Chevron's Richmond refinery viewed from Point Richmond in January 2022. (Beth LaBerge/KQED)

Last October's prolonged heavy rain leaked through a roof into a key part of Chevron's Richmond refinery, leading to several days of pollution releases, according to reports the company recently filed with local regulators.

Water pouring through the leaky roof triggered a series of problems at the plant, including the sudden shutdown of an on-site unit that generates electricity and steam and the loss of a backup power supply. Those malfunctions knocked half a dozen of the facility's petroleum processing units offline. That in turn led to a small fire and prompted the refinery to flare off gases for three days.

Chevron says it plans to look into building a stronger roof and improving its backup power supply, but the incident has raised concerns with a leading refinery safety expert and a top climate scientist, as well as the county agency tasked with regulating the refinery.

The failures led the Contra Costa Hazardous Materials Program to send letters to more than 30 industrial facilities in the county asking them to outline how their plants would run if they lost power during significant weather events.

Chevron should have been able to better protect the Richmond refinery from the storm, according to Bill Hoyle, a retired senior investigator at the U.S. Chemical Safety Board.
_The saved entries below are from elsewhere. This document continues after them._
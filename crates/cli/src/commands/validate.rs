use std::path::PathBuf;

use crate::commands::{CommandResult, EXIT_NOTHING_TO_FORECAST};
use seasoncast_core::config::{AppConfig, LoadOptions};
use seasoncast_core::errors::ApplicationError;
use seasoncast_core::forecast::orchestrator::{
    ForecastOrchestrator, ForecastSettings, ProductValidation,
};
use seasoncast_core::forecast::seasons::TargetSeason;
use seasoncast_core::snapshot::SalesSnapshot;

#[derive(Clone, Debug, Default)]
pub struct ValidateArgs {
    pub input: PathBuf,
    pub product: String,
    pub family: Option<String>,
    pub target: TargetSeason,
    pub config_path: Option<PathBuf>,
}

pub fn run(args: &ValidateArgs) -> CommandResult {
    match execute(args) {
        Ok(Some(report)) => {
            let best = report
                .candidates
                .iter()
                .min_by(|a, b| a.validation.mape.total_cmp(&b.validation.mape))
                .map(|c| format!("{} (mape {:.2}%)", c.model, c.validation.mape))
                .unwrap_or_else(|| "none".to_string());
            let message = format!(
                "validated {} models for {} / {} against {}; most accurate: {best}",
                report.candidates.len(),
                report.product_code,
                report.family_code,
                report.target_season_label
            );
            CommandResult::success_with("validate", message, &report)
        }
        Ok(None) => CommandResult::failure(
            "validate",
            "product_not_found",
            format!("no history for product `{}` in the target season type", args.product),
            EXIT_NOTHING_TO_FORECAST,
        ),
        Err(error) => CommandResult::from_error("validate", &error),
    }
}

fn execute(args: &ValidateArgs) -> Result<Option<ProductValidation>, ApplicationError> {
    let config = AppConfig::load(LoadOptions {
        config_path: args.config_path.clone(),
        require_file: args.config_path.is_some(),
        ..LoadOptions::default()
    })?;
    let snapshot = SalesSnapshot::load(&args.input)?;
    let orchestrator = ForecastOrchestrator::new(ForecastSettings::from(&config.forecast))?;

    Ok(orchestrator.validate_product(
        &snapshot.records,
        args.target,
        args.product.trim(),
        args.family.as_deref(),
    ))
}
"Chevron is a major corporation with extensive experience, with lessons that should have been learned over many years regarding heavy rain events, in particular at their Pascagoula refinery in Mississippi," Hoyle said in an email.

Daniel Swain, a climate scientist at UCLA, said the roof failure is worrisome given the future potential for stronger storms.

"It is somewhat alarming that basic infrastructural components of a facility like this are not designed to handle heavy precipitation just slightly beyond historical bounds, especially since we're going to see events like this, and larger, in the coming years," Swain said in an email.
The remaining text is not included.